On Thu, Jul 30, 2009 at 2:41 PM, Giulio Scocchi<giulio.scocchi at icimsi.ch> wrote:
> Hi Vitaly
>
> Thank you for the tips. Could u please provide me with a link to your topology? I can't find anything on the Gromacs website
>
> Moreover, how can I reply directly to a post in the gmx-user list??
>
> Thank you again!
>
> Giulio
>
> ----------------------------------------------------------------------------------------
>
> Giulio Scocchi
>
> iCIMSI - Institute of Computer Integrated Manufacturing for Sustainable Innovation
> www.icimsi.ch
> DTI - Department of Innovative Technologies
> www.dti.supsi.ch
> SUPSI - University of Applied Science of Southern Switzerland
> www.supsi.ch
>
> Via Cantonale - Galleria 2
> 6928 Manno
> Switzerland
> tel: +41 (0)58 666 66 46
> fax: +41 (0)58 666 66 20
>
> -----Messaggio originale-----
> Da: Vitaly V. Chaban [mailto:vvchaban at gmail.com]

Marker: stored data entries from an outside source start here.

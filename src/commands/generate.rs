//! Generate command: prompt for answers and write README.md.

use std::collections::BTreeMap;
use std::path::PathBuf;
use std::time::Duration;

use anyhow::{Context, Result};
use console::style;
use indicatif::ProgressBar;

use crate::{answers, config, context, project, questions, remote, render};

const END_MSG: &str = "README.md was successfully generated.\nThanks for using readme-gen!";

/// Options for the generate command.
#[derive(Debug, Clone, Default)]
pub struct GenerateOptions {
    /// Custom template file; the built-in template is used when absent.
    pub template_path: Option<PathBuf>,
    /// Skip prompting and answer every question with its default.
    pub use_default_answers: bool,
}

/// Execute the generate command.
pub fn execute_generate(options: GenerateOptions) -> Result<()> {
    let cwd = std::env::current_dir()?;

    let spinner = step_spinner("Gathering project information...");
    let mut info = project::detect(&cwd);
    if let Some(username) = info.github_username.clone() {
        spinner.set_message("Looking up author profile...");
        info.author_website = remote::author_website_from_github(&username);
    }
    spinner.finish_and_clear();

    let config_path = cwd.join(config::CONFIG_PATH);
    let cached_answers = if config::exists(&config_path) {
        config::read(&config_path).context("reading answer cache")?
    } else {
        BTreeMap::new()
    };

    let catalog = questions::build(&info);
    let resolved = answers::resolve(catalog, &cached_answers, options.use_default_answers)?;

    let spinner = step_spinner("Building README...");
    let render_context = context::assemble(&info, &resolved);
    let readme = render::build_readme(&render_context, options.template_path.as_deref())?;
    render::write_readme(&cwd, &readme)?;
    spinner.finish_and_clear();

    show_end_message();
    Ok(())
}

fn step_spinner(message: &'static str) -> ProgressBar {
    let spinner = ProgressBar::new_spinner();
    spinner.set_message(message);
    spinner.enable_steady_tick(Duration::from_millis(80));
    spinner
}

/// Completion banner, boxed and centered like the rest of the tool's
/// status output.
fn show_end_message() {
    let inner = END_MSG
        .lines()
        .map(|l| l.chars().count())
        .max()
        .unwrap_or(0)
        + 2;
    let horizontal = "═".repeat(inner);

    println!();
    println!("{}", style(format!("╔{horizontal}╗")).cyan());
    for line in END_MSG.lines() {
        println!("{}", style(format!("║{line:^inner$}║")).cyan());
    }
    println!("{}", style(format!("╚{horizontal}╝")).cyan());
}
//! Error types for readme-gen.

use std::path::PathBuf;

use thiserror::Error;

/// Errors surfaced by the library.
///
/// Remote lookup failures never appear here: the npm and GitHub probes
/// degrade to `false`/`None` locally (a missing remote answer is not an
/// error for a README generator). A malformed `config.json` on the other
/// hand is fatal, so a corrupt answer cache never goes unnoticed.
#[derive(Debug, Error)]
pub enum Error {
    /// `config.json` exists but is not a valid JSON object.
    #[error("config file {path} is not valid JSON: {source}")]
    MalformedConfig {
        path: PathBuf,
        #[source]
        source: serde_json::Error,
    },

    #[error(transparent)]
    Io(#[from] std::io::Error),

    #[error(transparent)]
    Json(#[from] serde_json::Error),

    #[error(transparent)]
    Prompt(#[from] dialoguer::Error),

    #[error("failed to compile template: {0}")]
    Template(#[from] handlebars::TemplateError),

    #[error("failed to render template: {0}")]
    Render(#[from] handlebars::RenderError),
}

/// Library result alias.
pub type Result<T> = std::result::Result<T, Error>;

> Inviato: giovedì, 30. luglio 2009 13:16
> A: Giulio Scocchi; gmx-users at gromacs.org
> Oggetto: Re: R: CNT
>
> You may also find a number of the already generated CNT topologies on
> the gromacs site uploaded by me for different systems containing CNTs
> to see how it should look like.
>
> On Thu, Jul 30, 2009 at 1:48 PM, Giulio Scocchi<giulio.scocchi at icimsi.ch> wrote:
>> Hi Vitaly
>>
>> Well, I have downloaded it just a couple of months ago, so I guess it should be 4.0.4
>>
>> Giulio
>>
>> ----------------------------------------------------------------------------------------
>>
>> Giulio Scocchi
>>
>> iCIMSI - Institute of Computer Integrated Manufacturing for Sustainable Innovation
>> www.icimsi.ch
>> DTI - Department of Innovative Technologies
>> www.dti.supsi.ch
>> SUPSI - University of Applied Science of Southern Switzerland
>> www.supsi.ch
>>
>> Via Cantonale - Galleria 2
>> 6928 Manno
>> Switzerland
>> tel: +41 (0)58 666 66 46
>> fax: +41 (0)58 666 66 20
>>
>>
>> -----Messaggio originale-----
>> Da: Vitaly V. Chaban [mailto:vvchaban at gmail.com]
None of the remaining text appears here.